The normal knee of an adult specimen of L. latinasus (SVL 30.86 mm; Fig. 4) presents a joint capsule with a big fibrocartilage over the surfaces of the tibia-fibula and of the femur (Fig. 4A). The cells of the adult fibrocartilage show round nuclei in rows, and parallel collagen fibers (Fig. 4B), more ordered than in juveniles. Tendons are mature tissues, as evidenced by the parallels fibers and flat nuclei. The menisci are thicker than in juveniles and show areas with packed and laxer collagen fibers (Fig. 4C). The graciella sesamoid is cartilaginous with a center of endochondral ossification. The m. gracilis major is mature (Fig. 4D). The epiphyses are ossified, evidenced by the wide medular cavity with endochondral trabeculae, osteocytes, osteoclasts and blood vessels (Fig. 4E).
Tissue Alterations Scores
Scores are presented in Fig. 5 and a global overview of the altered tissues in juveniles and adults are showed in Fig. 6. The first column in Fig. 5 corresponds to the control specimens and the two right columns correspond to the overuse trials scores.
Normal fibrocartilages were composed by parallel packed collagen fibers between cells (Score 0, Fig. 5A). In treated specimens, there was a gradual separation of the collagen fibers, from a loose (Score 1, Fig. 5B) to a laxer arrangement (Score 2, Fig. 5C). Normal fibrocartilage cells showed round nuclei (Score 0, Fig. 5D). These exhibited a change to oval (Score 1, Fig. 5E) or flattening shape (Score 2, Fig. 5F). Tendons were formed by tightly packed collagen fibers (Score 0, Fig. 5G). Such as in fibrocartilages, tendons showed a gradual disarrangement of their collagen fibers from a loose (Score 1, Fig. 5H) to a very loose pattern (Score 2, Fig. 5I). Normal menisci showed a loose pattern with collagen fibers separated from each other (Score 0, Fig. 5J). The menisci of treated specimens showed a slight (Score 1, Fig. 5K) or a maximum packing (Score 2, Fig. 5E) of their collagen fibers. The hypertrophic chondrocytes of the growth area diaphyses of both femur and tibia-fibula, normally showed an oval or round shape (Score 0, Fig. 5M). The cells exhibited a drastic change of shape, adopting a flattened shape (Score 2, Fig. 5O). This last feature was observed only in juvenile specimens because in adults the diaphyses are already ossified.

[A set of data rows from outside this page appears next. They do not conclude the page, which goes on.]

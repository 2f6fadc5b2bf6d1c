/*
Copyright 2025 Connor Nolan

Licensed under the Apache License, Version 2.0 (the "License");
you may not use this file except in compliance with the License.
You may obtain a copy of the License at

    http://www.apache.org/licenses/LICENSE-2.0

Unless required by applicable law or agreed to in writing, software
distributed under the License is distributed on an "AS IS" BASIS,
WITHOUT WARRANTIES OR CONDITIONS OF ANY KIND, either express or implied.
See the License for the specific language governing permissions and
limitations under the License.
*/

use crate::ast::Opcode;

/// Mnemonic word (no condition/flag suffix) to its opcode tag. This is the
/// "small table that maps mnemonic string -> constructor" the encoding
/// redesign calls for; the constructor itself is just the enum variant
/// since operand shapes live in the shared bag, not per-variant payloads.
pub fn mnemonic_opcode(word: &str) -> Option<Opcode> {
    Some(match word {
        "ADD" => Opcode::Add,
        "SUB" => Opcode::Sub,
        "MLU" => Opcode::Mlu,
        "MLS" => Opcode::Mls,
        "DVU" => Opcode::Dvu,
        "DVS" => Opcode::Dvs,
        "XOR" => Opcode::Xor,
        "AND" => Opcode::And,
        "ORR" => Opcode::Orr,
        "SHL" => Opcode::Shl,
        "SRU" => Opcode::Sru,
        "SRS" => Opcode::Srs,
        "MOV" => Opcode::Mov,
        "CMP" => Opcode::Cmp,
        "RDC" => Opcode::Rdc,
        "WRC" => Opcode::Wrc,
        "LDW" => Opcode::Ldw,
        "STW" => Opcode::Stw,
        "LDB" => Opcode::Ldb,
        "STB" => Opcode::Stb,
        "BRA" => Opcode::Bra,
        "BRR" => Opcode::Brr,
        "FCA" => Opcode::Fca,
        "FCR" => Opcode::Fcr,
        "RDB" => Opcode::Rdb,
        "WRB" => Opcode::Wrb,
        "PSH" => Opcode::Psh,
        "POP" => Opcode::Pop,
        "INC" => Opcode::Inc,
        "BPT" => Opcode::Bpt,
        "HLT" => Opcode::Hlt,
        "NOP" => Opcode::Nop,
        "RET" => Opcode::Ret,
        "DEC" => Opcode::Dec,
        "NEG" => Opcode::Neg,
        "INV" => Opcode::Inv,
        "ADR" => Opcode::Adr,
        "SWP" => Opcode::Swp,
        "ADC" => Opcode::Adc,
        "SBC" => Opcode::Sbc,
        _ => return None,
    })
}

pub fn real_opcode_byte(opcode: Opcode) -> Option<u8> {
    use crate::isa::*;
    Some(match opcode {
        Opcode::Add => OP_ADD,
        Opcode::Sub => OP_SUB,
        Opcode::Mlu => OP_MLU,
        Opcode::Mls => OP_MLS,
        Opcode::Dvu => OP_DVU,
        Opcode::Dvs => OP_DVS,
        Opcode::Xor => OP_XOR,
        Opcode::And => OP_AND,
        Opcode::Orr => OP_ORR,
        Opcode::Shl => OP_SHL,
        Opcode::Sru => OP_SRU,
        Opcode::Srs => OP_SRS,
        Opcode::Mov => OP_MOV,
        Opcode::Cmp => OP_CMP,
        Opcode::Rdc => OP_RDC,
        Opcode::Wrc => OP_WRC,
        Opcode::Ldw => OP_LDW,
        Opcode::Stw => OP_STW,
        Opcode::Ldb => OP_LDB,
        Opcode::Stb => OP_STB,
        Opcode::Bra => OP_BRA,
        Opcode::Brr => OP_BRR,
        Opcode::Fca => OP_FCA,
        Opcode::Fcr => OP_FCR,
        Opcode::Rdb => OP_RDB,
        Opcode::Wrb => OP_WRB,
        Opcode::Psh => OP_PSH,
        Opcode::Pop => OP_POP,
        Opcode::Inc => OP_INC,
        Opcode::Bpt => OP_BPT,
        Opcode::Hlt => OP_HLT,
        Opcode::Nop => OP_NOP,
        _ => return None, // pseudo opcodes have no direct opcode byte
    })
}

/// Inclusive bounds of the ADD/SUB -> INC/DEC fold range.
pub const FOLD_RANGE: (i64, i64) = (-8, 8);

pub fn is_pseudo(opcode: Opcode) -> bool {
    matches!(
        opcode,
        Opcode::Ret
            | Opcode::Dec
            | Opcode::Neg
            | Opcode::Inv
            | Opcode::Adr
            | Opcode::Swp
            | Opcode::Adc
            | Opcode::Sbc
    )
}

#[cfg(test)]
mod tests {
    use super::*;

    #[test]
    fn every_real_opcode_has_a_byte() {
        for word in [
            "ADD", "SUB", "MLU", "MLS", "DVU", "DVS", "XOR", "AND", "ORR", "SHL", "SRU", "SRS",
            "MOV", "CMP", "RDC", "WRC", "LDW", "STW", "LDB", "STB", "BRA", "BRR", "FCA", "FCR",
            "RDB", "WRB", "PSH", "POP", "INC", "BPT", "HLT", "NOP",
        ] {
            let op = mnemonic_opcode(word).unwrap();
            assert!(real_opcode_byte(op).is_some(), "{word} missing opcode byte");
        }
    }

    #[test]
    fn pseudo_mnemonics_have_no_opcode_byte() {
        for word in ["RET", "DEC", "NEG", "INV", "ADR", "SWP", "ADC", "SBC"] {
            let op = mnemonic_opcode(word).unwrap();
            assert!(is_pseudo(op));
            assert!(real_opcode_byte(op).is_none());
        }
    }
}
/*
Copyright 2025 Connor Nolan

Licensed under the Apache License, Version 2.0 (the "License");
you may not use this file except in compliance with the License.
You may obtain a copy of the License at

    http://www.apache.org/licenses/LICENSE-2.0

Unless required by applicable law or agreed to in writing, software
distributed under the License is distributed on an "AS IS" BASIS,
WITHOUT WARRANTIES OR CONDITIONS OF ANY KIND, either express or implied.
See the License for the specific language governing permissions and
limitations under the License.
*/

//! Turns pest's `instruction`/`directive` pairs into [`Item`]s. One module
//! per instruction family, matching the grouping the instruction set itself
//! uses; `operand_builders` and `utility_functions` hold the pieces shared
//! across all of them.

pub mod arithmetic;
pub mod bitwise;
pub mod control_flow;
pub mod directive;
pub mod load_store;
pub mod operand_builders;
pub mod stack;
pub mod utility_functions;
pub mod validators;

use std::rc::Rc;

use pest::iterators::Pair;

use crate::ast::{Directive, Instruction, Location, Opcode, OperandBag};
use crate::errors::AssemblyError;

use super::Rule;
use operand_builders::{build_operand, RawOperand};
use utility_functions::resolve_mnemonic;

/// Build a [`Location`] for `pair`, pointing at its start position.
pub fn location(file: &Rc<str>, pair: &Pair<Rule>) -> Location {
    let pos = pair.as_span().start_pos();
    let (line, column) = pos.line_col();
    Location::new(file.clone(), line, column, Rc::from(pos.line_of()))
}

fn collect_operands(pair: Pair<Rule>, file: &Rc<str>) -> Result<Vec<RawOperand>, AssemblyError> {
    pair.into_inner().map(|p| build_operand(p, file)).collect()
}

/// Build an [`Instruction`] from an `instruction` pair.
pub fn build_instruction(pair: Pair<Rule>, file: &Rc<str>) -> Result<Instruction, AssemblyError> {
    let loc = location(file, &pair);
    let mut parts = pair.into_inner();
    let mnemonic_pair = parts.next().expect("instruction always has a mnemonic");
    let (opcode, cc, toggle_flags, write_flags) = resolve_mnemonic(mnemonic_pair.as_str(), &loc)?;

    let raws = match parts.next() {
        Some(operand_list) => collect_operands(operand_list, file)?,
        None => Vec::new(),
    };

    let operands = build_operands(opcode, &raws, &loc)?;
    Ok(Instruction { opcode, cc, toggle_flags, write_flags, operands, loc, no_fold: false })
}

fn build_operands(opcode: Opcode, raws: &[RawOperand], loc: &Location) -> Result<OperandBag, AssemblyError> {
    use Opcode::*;
    match opcode {
        Add | Sub | Adc | Sbc => arithmetic::build_add_sub(raws, loc),
        Mlu | Mls | Dvu | Dvs => arithmetic::build_wide(raws, loc),
        Shl | Sru | Srs => arithmetic::build_shift(raws, loc),
        Inc | Dec => arithmetic::build_inc_dec(raws, loc),
        Neg => arithmetic::build_unary_reg(raws, loc),
        Xor | And | Orr => bitwise::build_bitwise(raws, loc),
        Inv => bitwise::build_inv(raws, loc),
        Mov | Cmp | Rdc | Wrc => load_store::build_rxy(raws, loc),
        Ldw | Stw | Ldb | Stb => load_store::build_mem(raws, loc),
        Adr => load_store::build_adr(raws, loc),
        Rdb => load_store::build_rdb(raws, loc),
        Wrb => load_store::build_wrb(raws, loc),
        Bra | Fca => control_flow::build_branch(raws, loc),
        Brr | Fcr => control_flow::build_branch_rel(raws, loc),
        Ret => {
            validators::want_arity(raws, 0, loc)?;
            Ok(OperandBag::default())
        }
        Psh | Pop => stack::build_psh_pop(raws, loc),
        Swp => stack::build_swp(raws, loc),
        Bpt | Hlt | Nop => {
            validators::want_arity(raws, 0, loc)?;
            Ok(OperandBag::default())
        }
    }
}

/// Build a [`Directive`] from a `directive` pair.
pub fn build_directive(pair: Pair<Rule>, file: &Rc<str>) -> Result<(Directive, Location), AssemblyError> {
    let loc = location(file, &pair);
    let inner = pair.into_inner().next().expect("directive always wraps one variant");
    let directive = directive::build(inner, file, &loc)?;
    Ok((directive, loc))
}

In the joint capsule of experimental juveniles, the cells of the fibrocartilages were very affected (Fig. 7B), and showed a flat or oval nuclei (Table 3). The fibers of the tendon showed a very lax arrangement (Score 2, Fig. 7C) or a slight disarrangement (Score 1, Fig. 7C; Table 3). The menisci fibers presented a packed arrangement (Score 2, Fig. 7D). The hypertrophic chondrocytes of the growth area of the diaphyses showed a severe flattening (Score 2, Fig. 7E; Table 3).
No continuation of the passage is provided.